Degree of Accountability

Since the ledger is shared, and the votting mechanism is there, every entity gets responsible for the accountability of its updates to the ledger. A bad behaving entity knocks out since the bar of accountability is set by the network itself. An exchange is so open, that without the consensus transaction is worthless. So inherent value of a transaction is streamed throughout the network, and the validation makes it durable and robust. It is one of the mechanisms to provide the highest form of accountability to the lowest forms of attachment points within the network. Decisions flow horizontally while transactions can occur vertically.

Zero manipulation

Manipulation has been the ultimate tool for a fraudulent behavior or the corruption. Blockchains provide a zero manipulation mechanism, so nuances of fraudulent behavior are in check. Companies throughout the traditional transaction ecosystem have many expensive controls in place in order to curb fraud, and they spend billions of fiat currency to make sure things go smooth. But still, we here the fraud instances on almost daily basis.  If some technology can save us those investments in fraud control, then I believe it is not a bad idea to look into it.

Since the network or the information super-highway is sort of compliant with net neutrality, once blockchain is in action it breaks the barriers of geography. Zero manipulation across the board!


The Internet as a network of networks of computing nodes plays a role of the underlying architecture of the blockchain. If they are collaborating, we have an overlay on the internet itself. This is that collaboration and voting which makes this overlay a powerful fabric for transaction super-highway. Since each node acts as a controller as well, so we can say that this overlay is actually a network of controllers with checks and balances of blockchain mechanisms. Pretty neat!
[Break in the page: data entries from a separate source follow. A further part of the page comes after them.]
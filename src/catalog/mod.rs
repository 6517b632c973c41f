pub mod memory;
pub mod models;

pub use memory::MemoryCatalog;
pub use models::*;

use std::sync::Arc;

#[derive(Debug, thiserror::Error)]
pub enum CatalogError {
    #[error("Order {0:05} not found")]
    UnknownOrder(OrderId),

    #[error("Recipe {0} not found")]
    UnknownRecipe(RecipeId),

    #[error("Ingredient {0} not found")]
    UnknownIngredient(IngredientId),

    #[error("Dispenser {0} not found")]
    UnknownDispenser(DispenserId),

    #[error("Dispenser type {0} not found")]
    UnknownDispenserType(DispenserTypeId),

    #[error("Ingredient {ingredient_id} cannot be loaded into dispenser {dispenser_id} (type mismatch)")]
    DispenserTypeMismatch {
        dispenser_id: DispenserId,
        ingredient_id: IngredientId,
    },

    #[error("No order ids left to assign")]
    OrderIdsExhausted,

    #[error("Catalog unavailable: {0}")]
    Unavailable(String),

    #[error("IO error: {0}")]
    IoError(#[from] std::io::Error),

    #[error("Catalog parse error: {0}")]
    ParseError(#[from] serde_json::Error),
}

pub type Result<T> = std::result::Result<T, CatalogError>;

/// Read-only view of the drinks catalog used to compile orders.
///
/// Implementations answer from a point-in-time snapshot; nothing ties a
/// lookup to a later transmission.
pub trait Catalog: Send + Sync {
    /// Required machine-dispensed ingredients of an order, in recipe
    /// sequence order. Manual ingredients are left out.
    fn order_ingredients(&self, order_id: OrderId) -> Result<Vec<OrderIngredient>>;

    /// The dispenser currently loaded with `ingredient_id`, if any.
    fn current_dispenser(&self, ingredient_id: IngredientId) -> Result<Option<DispenserSlot>>;

    fn order_contains_alcohol(&self, order_id: OrderId) -> Result<bool>;
}

impl<T: Catalog + ?Sized> Catalog for Arc<T> {
    fn order_ingredients(&self, order_id: OrderId) -> Result<Vec<OrderIngredient>> {
        (**self).order_ingredients(order_id)
    }

    fn current_dispenser(&self, ingredient_id: IngredientId) -> Result<Option<DispenserSlot>> {
        (**self).current_dispenser(ingredient_id)
    }

    fn order_contains_alcohol(&self, order_id: OrderId) -> Result<bool> {
        (**self).order_contains_alcohol(order_id)
    }
}

impl<T: Catalog + ?Sized> Catalog for &T {
    fn order_ingredients(&self, order_id: OrderId) -> Result<Vec<OrderIngredient>> {
        (**self).order_ingredients(order_id)
    }

    fn current_dispenser(&self, ingredient_id: IngredientId) -> Result<Option<DispenserSlot>> {
        (**self).current_dispenser(ingredient_id)
    }

    fn order_contains_alcohol(&self, order_id: OrderId) -> Result<bool> {
        (**self).order_contains_alcohol(order_id)
    }
}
This overlay is actually a peer to peer protocol compliant communication factory. Each peer to peer communication instance is backed through the collaborative nature of blockchain similar technology.


Blochchains can be used in all sort of societal settings. Banking is one such instance. Since transactions can be of any sort, it has can cover more markets. E.g. it can be used in voting, music distribution, ownership value distribution, money transaction distribution, acknowledgment management, etc. We have covered some of the diverse markets in which blockchains can be used in a separate article which can be accessed here.


Blockchains have certainly inherent power to provide benefits to the society. It is on us to make it more robust by eliminating the human element and provided further openness through regulation. Currently, its usability is mostly tested in banking systems, but I suppose it should be tested in other settings as well e.g. music ownership distribution etc. The mass acceptance is always a matter of time, but the basic analysis of why it can be successful is now out of the laboratory.